TASK TO COMPLETE:
Retype all of the records shown beneath this task, exactly as they stand.

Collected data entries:

□ □ □ □

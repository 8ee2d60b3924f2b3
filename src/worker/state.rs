//! Worker lifecycle state machine

use crate::error::{SwError, SwResult};
use crate::worker::event::EventKind;
use serde::{Deserialize, Serialize};
use std::fmt;

/// Lifecycle state of one worker instance
#[derive(Debug, Clone, Copy, PartialEq, Eq, Serialize, Deserialize)]
#[serde(rename_all = "lowercase")]
pub enum WorkerState {
    /// Created, not yet installing
    Parsed,
    /// Pre-caching static assets
    Installing,
    /// Installed, waiting to activate
    Installed,
    /// Purging stale caches and claiming clients
    Activating,
    /// Serving events
    Active,
    /// Replaced, unregistered, or failed to install
    Redundant,
}

impl WorkerState {
    /// Whether `next` is a legal successor of this state
    pub fn can_transition_to(self, next: WorkerState) -> bool {
        use WorkerState::*;
        matches!(
            (self, next),
            (Parsed, Installing)
                | (Installing, Installed)
                | (Installed, Activating)
                | (Activating, Active)
        ) || (next == Redundant && self != Redundant)
    }

    /// Move to `next`, rejecting illegal transitions
    pub fn transition(&mut self, next: WorkerState) -> SwResult<()> {
        if !self.can_transition_to(next) {
            return Err(SwError::InvalidTransition {
                from: *self,
                to: next,
            });
        }
        *self = next;
        Ok(())
    }

    /// Whether a worker in this state handles events of `kind`
    pub fn accepts(self, kind: EventKind) -> bool {
        match kind {
            EventKind::Install => self == Self::Installing,
            EventKind::Activate => self == Self::Activating,
            EventKind::Fetch
            | EventKind::Push
            | EventKind::NotificationClick
            | EventKind::Sync
            | EventKind::PeriodicSync => self == Self::Active,
        }
    }

    /// Whether the worker is finished for good
    pub fn is_terminal(self) -> bool {
        self == Self::Redundant
    }
}

impl fmt::Display for WorkerState {
    fn fmt(&self, f: &mut fmt::Formatter<'_>) -> fmt::Result {
        let name = match self {
            Self::Parsed => "parsed",
            Self::Installing => "installing",
            Self::Installed => "installed",
            Self::Activating => "activating",
            Self::Active => "active",
            Self::Redundant => "redundant",
        };
        f.write_str(name)
    }
}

□ □ □ □

EXERCISE ANSWER:
repository 8ee2d60b3924f2b3
filename src/worker/state.rs
//! Worker lifecycle state machine

use crate::error::{SwError, SwResult};
use crate::worker::event::EventKind;
use serde::{Deserialize, Serialize};
use std::fmt;

/// Lifecycle state of one worker instance
#[derive(Debug, Clone, Copy, PartialEq, Eq, Serialize, Deserialize)]
#[serde(rename_all = "lowercase")]
pub enum WorkerState {
    /// Created, not yet installing
    Parsed,
    /// Pre-caching static assets
    Installing,
    /// Installed, waiting to activate
    Installed,
    /// Purging stale caches and claiming clients
    Activating,
    /// Serving events
    Active,
    /// Replaced, unregistered, or failed to install
    Redundant,
}

impl WorkerState {
    /// Whether `next` is a legal successor of this state
    pub fn can_transition_to(self, next: WorkerState) -> bool {
        use WorkerState::*;
        matches!(
            (self, next),
            (Parsed, Installing)
                | (Installing, Installed)
                | (Installed, Activating)
                | (Activating, Active)
        ) || (next == Redundant && self != Redundant)
    }

    /// Move to `next`, rejecting illegal transitions
    pub fn transition(&mut self, next: WorkerState) -> SwResult<()> {
        if !self.can_transition_to(next) {
            return Err(SwError::InvalidTransition {
                from: *self,
                to: next,
            });
        }
        *self = next;
        Ok(())
    }

    /// Whether a worker in this state handles events of `kind`
    pub fn accepts(self, kind: EventKind) -> bool {
        match kind {
            EventKind::Install => self == Self::Installing,
            EventKind::Activate => self == Self::Activating,
            EventKind::Fetch
            | EventKind::Push
            | EventKind::NotificationClick
            | EventKind::Sync
            | EventKind::PeriodicSync => self == Self::Active,
        }
    }

    /// Whether the worker is finished for good
    pub fn is_terminal(self) -> bool {
        self == Self::Redundant
    }
}

impl fmt::Display for WorkerState {
    fn fmt(&self, f: &mut fmt::Formatter<'_>) -> fmt::Result {
        let name = match self {
            Self::Parsed => "parsed",
            Self::Installing => "installing",
            Self::Installed => "installed",
            Self::Activating => "activating",
            Self::Active => "active",
            Self::Redundant => "redundant",
        };
        f.write_str(name)
    }
}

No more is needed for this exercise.